This painting is a gloss, of sorts, on Stanley Spencer’s Jesus in the Wilderness series, which I’ll be preaching on this Sunday. Spencer was a very complicated person, deeply spiritual, sometimes morally cruel, willfully innocent in ways and deeply foolish in others. Not that different from most of us, in other words. But his understanding of Jesus’s sojourn in the wilderness is profound and beautiful. I highly recommend Stephen Cottrell’s book on this series of paintings.
Spencer, in commenting on his own series of paintings, said “‘In Christ, God beholds his creation, and this time has a mysterious occasion to associate himself with it. In this visitation, he contemplates the many familiar humble objects and places: the declivities, holes, pit-banks, boulders, rocks, hills, fields, ditches and so on. The thought of Christ considering all these seems to me to fulfill and consummate the life-wishes and meaning of all these things.”

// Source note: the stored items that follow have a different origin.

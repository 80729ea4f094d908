//! Backtracking search for dictionary words traced through adjacent grid cells.
//!
//! A search is launched from every cell. Each step appends the current cell's letter to
//! the path string and asks the [`PrefixDictionary`] about it:
//!
//! - absent: no word starts this way, so the branch is abandoned;
//! - a full word: it is recorded (once per scan) and reported;
//! - a partial word: the cell is marked visited and the search continues into all
//!   8 neighbours, unmarking the cell once they are done.
//!
//! A cell can appear at most once in a path, but different paths may reuse it.
//!
//! # Examples
//!
//! ```
//! use wordgrid::dictionary::{PrefixDictionary, MIN_WORD_LENGTH};
//! use wordgrid::grid::Grid;
//! use wordgrid::search::{self, ScanStatus};
//!
//! let grid = Grid::from_rows(["CA", "TX"])?;
//! let dict = PrefixDictionary::build(["CAT", "AT", "CA"], MIN_WORD_LENGTH);
//!
//! let result = search::scan_all(&grid, &dict);
//! assert_eq!(result.status, ScanStatus::Exhausted);
//! assert_eq!(result.len(), 3);
//! assert!(result.contains("CAT"));
//! # Ok::<(), Box<dyn std::error::Error>>(())
//! ```

use crate::dictionary::PrefixDictionary;
use crate::grid::Grid;
use instant::Instant;
use log::{debug, info, warn};
use std::collections::HashSet;
use std::time::Duration;

/// Row/column steps to the 8 neighbours of a cell.
const NEIGHBOR_OFFSETS: [(isize, isize); 8] = [
    (0, 1),
    (1, 0),
    (1, 1),
    (0, -1),
    (-1, 0),
    (-1, -1),
    (1, -1),
    (-1, 1),
];

// Reading the clock on every node is measurable; check it every this many nodes instead.
const TIME_CHECK_INTERVAL: u64 = 1024;

/// Optional bounds on a scan. The default has none.
#[derive(Debug, Clone, Default, PartialEq, Eq)]
pub struct ScanOptions {
    /// Longest path (in cells) to explore. Longer words are not found.
    pub max_depth: Option<usize>,
    /// Wall-clock limit for the whole scan.
    pub time_budget: Option<Duration>,
}

impl ScanOptions {
    #[must_use]
    pub fn with_max_depth(mut self, max_depth: usize) -> Self {
        self.max_depth = Some(max_depth);
        self
    }

    #[must_use]
    pub fn with_time_budget(mut self, budget: Duration) -> Self {
        self.time_budget = Some(budget);
        self
    }
}

/// How a scan ended.
#[derive(Debug, Clone, PartialEq)]
pub enum ScanStatus {
    /// Every branch from every cell was explored (or pruned).
    Exhausted,

    /// The time budget expired. Contains the elapsed time.
    TimedOut { elapsed: Duration },
}

/// Words found by a scan, in the order they were first discovered.
#[derive(Debug, Clone)]
pub struct ScanResult {
    pub words: Vec<String>,
    pub status: ScanStatus,
}

impl ScanResult {
    #[must_use]
    pub fn len(&self) -> usize {
        self.words.len()
    }

    #[must_use]
    pub fn is_empty(&self) -> bool {
        self.words.is_empty()
    }

    #[must_use]
    pub fn contains(&self, word: &str) -> bool {
        self.words.iter().any(|w| w == word)
    }

    /// The found words as a set, for order-insensitive comparisons.
    #[must_use]
    pub fn word_set(&self) -> HashSet<&str> {
        self.words.iter().map(String::as_str).collect()
    }
}

impl IntoIterator for ScanResult {
    type Item = String;
    type IntoIter = std::vec::IntoIter<Self::Item>;

    fn into_iter(self) -> Self::IntoIter {
        self.words.into_iter()
    }
}

/// Distinct words discovered during one scan, in first-discovery order.
///
/// Only used to deduplicate output; it never prunes a branch.
#[derive(Debug, Clone, Default)]
pub struct FoundWords {
    order: Vec<String>,
    seen: HashSet<String>,
}

impl FoundWords {
    /// Record `word`. Returns `true` if it had not been seen before.
    pub fn insert(&mut self, word: &str) -> bool {
        if self.seen.contains(word) {
            return false;
        }
        self.seen.insert(word.to_string());
        self.order.push(word.to_string());
        true
    }

    #[must_use]
    pub fn contains(&self, word: &str) -> bool {
        self.seen.contains(word)
    }

    #[must_use]
    pub fn len(&self) -> usize {
        self.order.len()
    }

    #[must_use]
    pub fn is_empty(&self) -> bool {
        self.order.is_empty()
    }

    pub fn iter(&self) -> impl Iterator<Item = &str> {
        self.order.iter().map(String::as_str)
    }

    #[must_use]
    pub fn into_vec(self) -> Vec<String> {
        self.order
    }
}

/// Wall-clock limit for a scan.
struct TimeBudget {
    start: Instant,
    limit: Duration,
}

impl TimeBudget {
    fn new(limit: Duration) -> Self {
        Self { start: Instant::now(), limit }
    }

    fn elapsed(&self) -> Duration {
        self.start.elapsed()
    }

    fn expired(&self) -> bool {
        self.start.elapsed() >= self.limit
    }
}

/// State of one full-grid scan.
///
/// The visited buffer and the path string are shared by every branch: a branch marks
/// its cell (and pushes its letter) before descending and restores both before
/// returning, so siblings never see each other's extensions.
pub struct GridSearch<'a, F: FnMut(&str)> {
    grid: &'a Grid,
    dictionary: &'a PrefixDictionary,
    max_depth: Option<usize>,
    budget: Option<TimeBudget>,
    visited: Vec<bool>,
    path: String,
    depth: usize,
    found: FoundWords,
    on_found: F,
    nodes: u64,
    timed_out: bool,
}

impl<'a, F: FnMut(&str)> GridSearch<'a, F> {
    /// Prepare a scan. The time budget, if any, starts now.
    pub fn new(grid: &'a Grid, dictionary: &'a PrefixDictionary, options: &ScanOptions, on_found: F) -> Self {
        let max_path = options
            .max_depth
            .unwrap_or(usize::MAX)
            .min(dictionary.longest_word_len())
            .min(grid.len());
        Self {
            grid,
            dictionary,
            max_depth: options.max_depth,
            budget: options.time_budget.map(TimeBudget::new),
            visited: vec![false; grid.len()],
            path: String::with_capacity(max_path * 4),
            depth: 0,
            found: FoundWords::default(),
            on_found,
            nodes: 0,
            timed_out: false,
        }
    }

    /// Run a search from every cell, column by column.
    pub fn scan_all(&mut self) {
        for col in 0..self.grid.width() {
            for row in 0..self.grid.height() {
                if self.check_budget() {
                    return;
                }
                // Grid dimensions always fit in isize: the cells are in a Vec.
                self.search_from(row as isize, col as isize);
            }
        }
    }

    /// Extend the current path with the cell at `(row, col)` and explore from there.
    ///
    /// Out-of-bounds and already-visited cells end the branch silently.
    pub fn search_from(&mut self, row: isize, col: isize) {
        if self.timed_out {
            return;
        }
        let Some(index) = self.grid.index_of(row, col) else {
            return;
        };
        if self.visited[index] {
            return;
        }
        if self.max_depth.is_some_and(|max| self.depth >= max) {
            return;
        }

        self.nodes += 1;
        if self.nodes % TIME_CHECK_INTERVAL == 0 && self.check_budget() {
            return;
        }

        let Some(letter) = self.grid.get(row, col) else {
            return;
        };
        self.path.push(letter);
        self.depth += 1;

        if let Some(word_type) = self.dictionary.lookup(&self.path) {
            if word_type.is_full_word() && self.found.insert(&self.path) {
                debug!("{} found", self.path);
                (self.on_found)(&self.path);
            }
            if word_type.is_partial() {
                self.visited[index] = true;
                for (d_row, d_col) in NEIGHBOR_OFFSETS {
                    self.search_from(row + d_row, col + d_col);
                }
                self.visited[index] = false;
            }
        }

        self.path.pop();
        self.depth -= 1;
    }

    /// Words found so far.
    pub fn found(&self) -> &FoundWords {
        &self.found
    }

    /// Consume the search and produce its result.
    pub fn finish(self) -> ScanResult {
        debug_assert!(self.path.is_empty(), "path must be unwound after a scan");
        debug_assert!(self.visited.iter().all(|v| !v), "all cells must be unmarked after a scan");

        let status = match (&self.budget, self.timed_out) {
            (Some(budget), true) => ScanStatus::TimedOut { elapsed: budget.elapsed() },
            _ => ScanStatus::Exhausted,
        };
        debug!("visited {} nodes", self.nodes);
        ScanResult { words: self.found.into_vec(), status }
    }

    // Returns true (and latches `timed_out`) once the budget has expired.
    fn check_budget(&mut self) -> bool {
        if !self.timed_out && self.budget.as_ref().is_some_and(TimeBudget::expired) {
            warn!("time budget expired after {} nodes", self.nodes);
            self.timed_out = true;
        }
        self.timed_out
    }
}

/// Find every word of `dictionary` traceable in `grid`, without limits.
#[must_use]
pub fn scan_all(grid: &Grid, dictionary: &PrefixDictionary) -> ScanResult {
    scan_all_with(grid, dictionary, &ScanOptions::default(), |_| {})
}

/// Find every word of `dictionary` traceable in `grid`, honouring `options`.
///
/// `on_found` is called once for each distinct word, in discovery order.
pub fn scan_all_with<F: FnMut(&str)>(
    grid: &Grid,
    dictionary: &PrefixDictionary,
    options: &ScanOptions,
    on_found: F,
) -> ScanResult {
    info!(
        "scanning {}x{} grid against {} prefixes",
        grid.height(),
        grid.width(),
        dictionary.len()
    );

    let mut search = GridSearch::new(grid, dictionary, options, on_found);
    if !dictionary.is_empty() {
        search.scan_all();
    }
    let result = search.finish();

    info!("found {} words ({:?})", result.len(), result.status);
    result
}

#[cfg(test)]
mod tests {
    use super::*;
    use crate::dictionary::MIN_WORD_LENGTH;

    fn grid(rows: &[&str]) -> Grid {
        Grid::from_rows(rows).unwrap()
    }

    fn dict(words: &[&str]) -> PrefixDictionary {
        PrefixDictionary::build(words, MIN_WORD_LENGTH)
    }

    #[test]
    fn test_scan_finds_diagonal_and_straight_words() {
        let result = scan_all(&grid(&["CA", "TX"]), &dict(&["CAT", "AT", "CA"]));
        assert_eq!(result.word_set(), HashSet::from(["CAT", "AT", "CA"]));
        assert_eq!(result.status, ScanStatus::Exhausted);
    }

    #[test]
    fn test_scan_prunes_absent_prefixes() {
        let result = scan_all(&grid(&["XX", "XX"]), &dict(&["XY"]));
        assert!(result.is_empty());
    }

    #[test]
    fn test_single_cell_grid_finds_nothing() {
        let result = scan_all(&grid(&["A"]), &dict(&["A", "AA"]));
        assert!(result.is_empty());
    }

    #[test]
    fn test_no_cell_reuse_within_a_path() {
        // "ABA" would need the single A twice
        let result = scan_all(&grid(&["AB"]), &dict(&["ABA"]));
        assert!(result.is_empty());

        let result = scan_all(&grid(&["ABA"]), &dict(&["ABA"]));
        assert_eq!(result.words, vec!["ABA"]);
    }

    #[test]
    fn test_same_letter_in_different_cells() {
        let result = scan_all(&grid(&["AA"]), &dict(&["AA", "AAA"]));
        assert_eq!(result.words, vec!["AA"]);
    }

    #[test]
    fn test_duplicates_reported_once() {
        // "AT" is traceable from both A cells
        let mut reported = Vec::new();
        let result = scan_all_with(&grid(&["ATA"]), &dict(&["AT", "TA"]), &ScanOptions::default(), |w| {
            reported.push(w.to_string());
        });
        assert_eq!(result.len(), 2);
        assert_eq!(reported, result.words);
    }

    #[test]
    fn test_full_word_and_partial_keeps_searching() {
        let result = scan_all(&grid(&["CAT"]), &dict(&["CA", "CAT"]));
        assert_eq!(result.word_set(), HashSet::from(["CA", "CAT"]));
    }

    #[test]
    fn test_discovery_order_is_column_major() {
        // column 0 is scanned before column 1
        let result = scan_all(&grid(&["BA", "XY"]), &dict(&["BX", "AY"]));
        assert_eq!(result.words, vec!["BX", "AY"]);
    }

    #[test]
    fn test_scan_is_idempotent() {
        let g = grid(&["CATS", "ODOG", "TEAR"]);
        let d = dict(&["CAT", "CATS", "DOG", "TEA", "TEAR", "COT", "ODE", "EAR", "RAT"]);
        let first = scan_all(&g, &d);
        let second = scan_all(&g, &d);
        assert_eq!(first.words, second.words);
        assert!(first.contains("CATS"));
        assert!(first.contains("TEAR"));
    }

    #[test]
    fn test_empty_dictionary() {
        let result = scan_all(&grid(&["AB", "CD"]), &dict(&[]));
        assert!(result.is_empty());
        assert_eq!(result.status, ScanStatus::Exhausted);
    }

    #[test]
    fn test_max_depth_limits_word_length() {
        let g = grid(&["CATS"]);
        let d = dict(&["CAT", "CATS"]);
        let options = ScanOptions::default().with_max_depth(3);
        let result = scan_all_with(&g, &d, &options, |_| {});
        assert_eq!(result.words, vec!["CAT"]);
    }

    #[test]
    fn test_zero_time_budget_times_out() {
        let options = ScanOptions::default().with_time_budget(Duration::ZERO);
        let result = scan_all_with(&grid(&["CA", "TX"]), &dict(&["CAT"]), &options, |_| {});
        assert!(matches!(result.status, ScanStatus::TimedOut { .. }));
        assert!(result.is_empty());
    }

    #[test]
    fn test_generous_time_budget_completes() {
        let options = ScanOptions::default().with_time_budget(Duration::from_secs(60));
        let result = scan_all_with(&grid(&["CA", "TX"]), &dict(&["CAT"]), &options, |_| {});
        assert_eq!(result.status, ScanStatus::Exhausted);
        assert_eq!(result.words, vec!["CAT"]);
    }

    #[test]
    fn test_search_from_single_start() {
        let g = grid(&["CA", "TX"]);
        let d = dict(&["CAT", "AT", "CA"]);
        let mut search = GridSearch::new(&g, &d, &ScanOptions::default(), |_| {});
        search.search_from(0, 1);
        assert_eq!(search.found().iter().collect::<Vec<_>>(), vec!["AT"]);
        search.search_from(5, 5);
        search.search_from(-1, 0);
        assert_eq!(search.found().len(), 1);
        let result = search.finish();
        assert_eq!(result.words, vec!["AT"]);
    }

    #[test]
    fn test_found_words_dedup() {
        let mut found = FoundWords::default();
        assert!(found.insert("CAT"));
        assert!(!found.insert("CAT"));
        assert!(found.insert("AT"));
        assert!(found.contains("CAT"));
        assert_eq!(found.into_vec(), vec!["CAT", "AT"]);
    }
}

Cottrell, writing about the painting in the series that’s entitled The Scorpion (below) writes:
“Jesus holding the scorpion is also a temptation. It is not what he has asked for. He has resisted turning the stones to bread, but he still longs for food. He is hungry; instead there are stones at his feet. He longs for an egg or a fish. Instead he is given a scorpion. He is asked to receive the thing he fears, the thing that could kill him.”